== WHAT YOU NEED TO DO ==
Which lines below contain "HashSet"? Pull them out.

== DATA LISTING ==
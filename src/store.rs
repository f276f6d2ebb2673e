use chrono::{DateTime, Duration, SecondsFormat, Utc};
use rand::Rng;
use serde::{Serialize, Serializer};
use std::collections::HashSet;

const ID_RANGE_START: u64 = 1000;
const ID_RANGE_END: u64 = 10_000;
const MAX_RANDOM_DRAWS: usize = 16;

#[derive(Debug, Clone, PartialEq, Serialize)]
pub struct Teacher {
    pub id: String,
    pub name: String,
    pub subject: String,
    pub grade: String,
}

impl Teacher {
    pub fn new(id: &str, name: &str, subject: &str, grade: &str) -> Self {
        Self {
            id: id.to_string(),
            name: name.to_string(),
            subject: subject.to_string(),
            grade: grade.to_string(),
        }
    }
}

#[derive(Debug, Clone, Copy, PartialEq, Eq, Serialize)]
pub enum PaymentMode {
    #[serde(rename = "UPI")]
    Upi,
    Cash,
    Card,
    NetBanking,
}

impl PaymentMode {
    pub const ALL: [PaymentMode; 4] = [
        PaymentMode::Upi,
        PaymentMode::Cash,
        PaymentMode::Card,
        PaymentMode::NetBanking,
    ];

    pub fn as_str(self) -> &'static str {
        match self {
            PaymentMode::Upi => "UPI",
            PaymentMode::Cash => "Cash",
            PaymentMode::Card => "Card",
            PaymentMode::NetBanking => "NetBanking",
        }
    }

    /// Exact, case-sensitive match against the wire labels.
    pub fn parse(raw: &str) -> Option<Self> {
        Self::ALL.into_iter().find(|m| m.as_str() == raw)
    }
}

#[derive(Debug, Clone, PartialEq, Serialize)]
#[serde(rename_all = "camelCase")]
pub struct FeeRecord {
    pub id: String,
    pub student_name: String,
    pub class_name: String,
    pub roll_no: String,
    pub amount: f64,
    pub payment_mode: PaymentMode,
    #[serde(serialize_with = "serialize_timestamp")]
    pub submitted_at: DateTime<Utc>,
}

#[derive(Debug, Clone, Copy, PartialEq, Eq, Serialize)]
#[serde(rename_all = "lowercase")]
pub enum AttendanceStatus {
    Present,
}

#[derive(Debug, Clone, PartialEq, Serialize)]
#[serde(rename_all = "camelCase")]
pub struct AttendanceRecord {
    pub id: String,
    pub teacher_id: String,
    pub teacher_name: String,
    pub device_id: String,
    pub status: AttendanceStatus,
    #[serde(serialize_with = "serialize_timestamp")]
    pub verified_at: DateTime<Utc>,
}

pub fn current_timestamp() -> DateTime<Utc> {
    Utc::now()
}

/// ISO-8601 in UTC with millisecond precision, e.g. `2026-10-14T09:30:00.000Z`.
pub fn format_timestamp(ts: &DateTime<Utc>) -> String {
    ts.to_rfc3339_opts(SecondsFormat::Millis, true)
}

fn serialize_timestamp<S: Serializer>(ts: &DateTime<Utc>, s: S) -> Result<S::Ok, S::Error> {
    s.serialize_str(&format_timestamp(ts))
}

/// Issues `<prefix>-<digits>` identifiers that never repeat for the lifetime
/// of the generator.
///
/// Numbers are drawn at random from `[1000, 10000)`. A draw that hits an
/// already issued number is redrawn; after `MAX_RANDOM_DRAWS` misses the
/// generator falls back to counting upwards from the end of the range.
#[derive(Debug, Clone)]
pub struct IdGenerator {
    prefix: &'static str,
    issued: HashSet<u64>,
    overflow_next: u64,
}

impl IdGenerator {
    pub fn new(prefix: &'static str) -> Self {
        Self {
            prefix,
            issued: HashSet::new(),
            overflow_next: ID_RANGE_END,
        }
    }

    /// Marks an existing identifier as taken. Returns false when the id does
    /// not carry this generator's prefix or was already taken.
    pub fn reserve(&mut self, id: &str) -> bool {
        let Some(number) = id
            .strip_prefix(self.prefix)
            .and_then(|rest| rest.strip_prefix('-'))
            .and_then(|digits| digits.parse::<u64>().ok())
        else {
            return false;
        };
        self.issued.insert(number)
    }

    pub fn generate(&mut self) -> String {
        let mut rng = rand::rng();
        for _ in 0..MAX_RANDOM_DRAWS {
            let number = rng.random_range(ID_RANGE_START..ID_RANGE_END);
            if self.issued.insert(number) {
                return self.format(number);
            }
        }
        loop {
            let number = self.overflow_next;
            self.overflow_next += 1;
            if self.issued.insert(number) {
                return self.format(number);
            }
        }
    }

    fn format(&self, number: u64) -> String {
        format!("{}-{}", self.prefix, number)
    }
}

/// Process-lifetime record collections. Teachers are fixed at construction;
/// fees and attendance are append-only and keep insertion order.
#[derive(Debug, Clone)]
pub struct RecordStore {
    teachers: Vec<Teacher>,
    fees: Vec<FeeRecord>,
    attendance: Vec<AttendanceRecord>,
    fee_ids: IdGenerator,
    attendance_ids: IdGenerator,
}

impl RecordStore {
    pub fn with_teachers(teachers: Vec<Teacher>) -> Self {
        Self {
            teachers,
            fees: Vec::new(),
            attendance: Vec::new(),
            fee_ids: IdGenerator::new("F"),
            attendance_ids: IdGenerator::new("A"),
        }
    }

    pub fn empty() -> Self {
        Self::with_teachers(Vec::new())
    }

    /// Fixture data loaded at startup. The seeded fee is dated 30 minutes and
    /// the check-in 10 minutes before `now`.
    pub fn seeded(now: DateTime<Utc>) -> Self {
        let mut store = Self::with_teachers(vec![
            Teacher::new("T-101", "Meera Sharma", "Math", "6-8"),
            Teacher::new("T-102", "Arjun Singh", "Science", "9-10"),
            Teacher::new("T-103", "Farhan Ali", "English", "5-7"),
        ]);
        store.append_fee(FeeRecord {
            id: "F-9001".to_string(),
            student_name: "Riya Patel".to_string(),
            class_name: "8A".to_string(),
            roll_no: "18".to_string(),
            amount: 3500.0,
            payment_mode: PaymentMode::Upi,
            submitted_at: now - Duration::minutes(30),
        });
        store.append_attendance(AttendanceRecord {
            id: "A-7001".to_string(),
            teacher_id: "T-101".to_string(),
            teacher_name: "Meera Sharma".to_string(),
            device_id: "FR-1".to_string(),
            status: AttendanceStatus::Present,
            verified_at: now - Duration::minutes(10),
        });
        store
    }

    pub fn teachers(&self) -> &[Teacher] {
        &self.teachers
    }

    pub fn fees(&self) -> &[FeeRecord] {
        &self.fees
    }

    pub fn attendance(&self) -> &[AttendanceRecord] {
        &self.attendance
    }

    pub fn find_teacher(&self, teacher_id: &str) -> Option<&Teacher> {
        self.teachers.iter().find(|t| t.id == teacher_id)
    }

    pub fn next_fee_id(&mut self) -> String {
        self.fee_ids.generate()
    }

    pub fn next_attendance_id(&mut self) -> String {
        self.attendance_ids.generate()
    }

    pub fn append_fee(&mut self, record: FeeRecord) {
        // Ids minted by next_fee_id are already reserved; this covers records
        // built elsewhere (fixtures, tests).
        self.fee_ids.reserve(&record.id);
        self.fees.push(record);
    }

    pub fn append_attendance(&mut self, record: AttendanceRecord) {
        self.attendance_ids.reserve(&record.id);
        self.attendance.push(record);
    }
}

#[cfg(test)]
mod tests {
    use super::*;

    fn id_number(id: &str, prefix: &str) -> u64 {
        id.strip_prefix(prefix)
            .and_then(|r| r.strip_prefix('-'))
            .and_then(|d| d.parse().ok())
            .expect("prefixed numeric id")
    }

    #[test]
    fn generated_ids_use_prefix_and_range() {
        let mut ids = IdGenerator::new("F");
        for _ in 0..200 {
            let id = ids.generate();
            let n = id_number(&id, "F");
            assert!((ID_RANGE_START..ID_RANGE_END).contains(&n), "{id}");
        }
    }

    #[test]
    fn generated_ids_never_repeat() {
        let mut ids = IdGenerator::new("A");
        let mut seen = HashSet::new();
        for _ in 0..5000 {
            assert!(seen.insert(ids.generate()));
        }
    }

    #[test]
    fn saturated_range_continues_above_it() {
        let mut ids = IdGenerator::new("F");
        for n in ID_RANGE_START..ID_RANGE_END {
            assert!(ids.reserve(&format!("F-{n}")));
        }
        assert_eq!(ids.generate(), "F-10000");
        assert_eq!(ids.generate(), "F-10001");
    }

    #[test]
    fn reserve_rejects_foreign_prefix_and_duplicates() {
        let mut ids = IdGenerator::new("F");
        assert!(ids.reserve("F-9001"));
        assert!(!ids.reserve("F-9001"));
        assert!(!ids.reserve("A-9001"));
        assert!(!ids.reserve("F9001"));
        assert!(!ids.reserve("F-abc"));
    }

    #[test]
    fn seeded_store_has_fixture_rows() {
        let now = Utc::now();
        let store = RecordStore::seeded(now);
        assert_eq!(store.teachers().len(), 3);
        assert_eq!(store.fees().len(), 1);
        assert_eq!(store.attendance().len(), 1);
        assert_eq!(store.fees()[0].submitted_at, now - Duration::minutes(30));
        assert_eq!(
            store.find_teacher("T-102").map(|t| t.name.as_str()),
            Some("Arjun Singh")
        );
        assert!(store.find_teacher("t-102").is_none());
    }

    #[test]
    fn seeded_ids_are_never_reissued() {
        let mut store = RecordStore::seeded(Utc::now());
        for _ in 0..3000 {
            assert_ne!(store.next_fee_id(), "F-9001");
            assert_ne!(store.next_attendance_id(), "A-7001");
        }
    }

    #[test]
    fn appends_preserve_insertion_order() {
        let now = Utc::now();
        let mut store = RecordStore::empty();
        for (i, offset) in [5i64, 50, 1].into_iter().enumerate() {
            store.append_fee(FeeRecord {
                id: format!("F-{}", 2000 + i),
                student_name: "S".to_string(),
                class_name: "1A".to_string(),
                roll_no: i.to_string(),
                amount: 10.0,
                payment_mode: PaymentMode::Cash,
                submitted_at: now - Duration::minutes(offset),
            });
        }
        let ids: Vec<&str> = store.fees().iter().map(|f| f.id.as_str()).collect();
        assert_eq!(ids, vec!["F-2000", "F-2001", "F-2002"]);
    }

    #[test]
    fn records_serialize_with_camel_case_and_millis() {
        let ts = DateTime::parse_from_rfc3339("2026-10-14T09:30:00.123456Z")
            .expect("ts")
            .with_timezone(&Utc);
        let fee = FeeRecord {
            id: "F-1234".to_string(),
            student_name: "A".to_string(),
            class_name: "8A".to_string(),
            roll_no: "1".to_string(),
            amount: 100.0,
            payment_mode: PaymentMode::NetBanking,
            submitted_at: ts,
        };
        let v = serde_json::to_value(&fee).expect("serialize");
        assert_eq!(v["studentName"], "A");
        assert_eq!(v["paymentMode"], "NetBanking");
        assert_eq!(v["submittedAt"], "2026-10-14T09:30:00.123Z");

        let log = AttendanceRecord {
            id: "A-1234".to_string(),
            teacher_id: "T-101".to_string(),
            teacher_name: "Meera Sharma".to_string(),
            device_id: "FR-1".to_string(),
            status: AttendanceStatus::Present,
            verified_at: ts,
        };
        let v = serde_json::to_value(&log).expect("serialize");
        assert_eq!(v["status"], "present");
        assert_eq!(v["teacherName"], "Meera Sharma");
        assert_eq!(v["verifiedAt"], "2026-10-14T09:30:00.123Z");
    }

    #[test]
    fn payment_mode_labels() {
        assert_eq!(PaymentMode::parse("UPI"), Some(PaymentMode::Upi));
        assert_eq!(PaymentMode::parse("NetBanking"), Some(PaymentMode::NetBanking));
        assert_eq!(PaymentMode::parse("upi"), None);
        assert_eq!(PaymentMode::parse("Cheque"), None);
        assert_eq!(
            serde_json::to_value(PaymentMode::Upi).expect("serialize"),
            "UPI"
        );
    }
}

== SOLUTION TO THIS TASK ==
use std::collections::HashSet;
    issued: HashSet<u64>,
            issued: HashSet::new(),
        let mut seen = HashSet::new();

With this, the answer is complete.